Depending on which app you’re using, the card icons are placed on the upper-right corner of the screen (on the web app) or directly at the bottom (on the mobile app). Even if you’re not familiar with using notes apps, there shouldn’t be too much confusion over what does what; everything is clearly labeled and placed in accordance with modern design principles.
You can move cards around from one notebook to another, change their colors and covers, as well as choose a landscape or grid view, depending on personal preference. You can also sort them by name, creation date and when they were last modified.
This use is particularly optimized for mobile devices, where you can use flicking, pinching and swiping movements to navigate around and manipulate your cards.
To start working, all you have to do is register an account on Zoho’s website and then choose which platform(s) you want to have Zoho Notebook on. As mentioned, these all sync up between themselves, so don’t worry about losing your data or having to manually transfer content from one platform to another.
Security & Privacy
Free apps often carry a stigma of lax security measures and an outright disregard for user privacy. Luckily, Zoho Notebook doesn’t suffer from these issues.

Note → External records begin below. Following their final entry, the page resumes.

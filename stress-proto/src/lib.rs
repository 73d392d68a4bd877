//! # stress-proto
//!
//! Wire format types and streaming codec for the Guacamole protocol.
//!
//! The protocol is a stream of instructions, each a sequence of
//! length-prefixed elements:
//!
//! ```text
//! 4.sync,8.12345678;
//! ```
//!
//! Every element is `<decimal length>.<content>` followed by `,` (more
//! elements in this instruction) or `;` (instruction ends). Lengths count
//! Unicode code points, not bytes.
//!
//! This crate provides:
//! - [`Instruction`] - one decoded protocol message (opcode + arguments)
//! - [`InstructionParser`] - incremental parser safe to feed arbitrary
//!   chunk boundaries
//! - [`ProtoError`] - malformed wire data errors

#![warn(missing_docs)]
#![warn(clippy::all)]

mod error;
mod instruction;
mod parser;

pub use error::ProtoError;
pub use instruction::Instruction;
pub use parser::{InstructionParser, MAX_ELEMENT_LENGTH};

For security, there is the option to turn on two-factor authentication, something we highly recommend for every piece of software that contains personal and professional sensitive data. The mobile app also comes with passcode and Touch ID encryption for added protection.

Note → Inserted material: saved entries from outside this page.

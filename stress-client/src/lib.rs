//! # stress-client
//!
//! Connection layer for guac-stress.
//!
//! This crate defines the reader/writer capability contract the stress
//! tool consumes ([`InstructionReader`], [`InstructionWriter`]) and two
//! implementations:
//!
//! - [`connect`] / [`TcpConnection`] - a plain TCP transport
//! - [`MockConnection`] - a scriptable in-memory transport for tests
//!
//! The read and write sides are separate traits because the stress tool
//! statically partitions writer ownership: either the session loop or the
//! load generator holds the write half, never both.

#![warn(missing_docs)]
#![warn(clippy::all)]

mod config;
mod mock;
mod tcp;
mod transport;

pub use config::ConnectConfig;
pub use mock::{MockConnection, MockReader, MockWriter};
pub use tcp::{connect, TcpConnection, TcpReader, TcpWriter};
pub use transport::{InstructionReader, InstructionWriter, TransportError};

Privacy-wise, Zoho guarantees that it doesn’t read the notes we write and that it will never sell our data or add advertisements to its app.
The data is secured and encrypted on Zoho’s data centers located in the U.S., Europe and Asia. For accounts created in Europe, the promise is that this data will never leave the European continent and will always be stored on a European-based server.
Zoho Notebook has come a long way from being a web-based notes app that lacked some basic and essential features. Now it is a top note-taking contender among its competition. Although Evernote still ranks higher for its extra bells and whistles, if you are looking for a free, easy-to-use alternative, you could do a lot worse than Zoho Notebook.
What do you think about Zoho Notebook? How does it stack up against other apps like Evernote, Google Keep, OneNote and Box Notes? Tell us your thoughts and experiences, good or bad, in the comments below. Thank you for reading.
What Is Zoho Notebook?
Zoho Notebook is a free note-taking app. Characterized by a beautiful interface, it is a great choice if you are looking for free note-taking software that is available on a wide variety of platforms and can be synced up with an unlimited number of devices.
How Does Zoho Notebook Make Money?
Zoho Notebook is a free app that does not include ads and does not make money by selling your data. Instead, Zoho’s business model includes free applications that complement its paid apps.
Is Zoho Notebook Safe?
With over 50 million users worldwide, Zoho is a company that prides itself on transparency. Still, extra security is always a good thing to have, which is why we recommend everyone employ a good VPN and antivirus software in both private capacities and for professional purposes.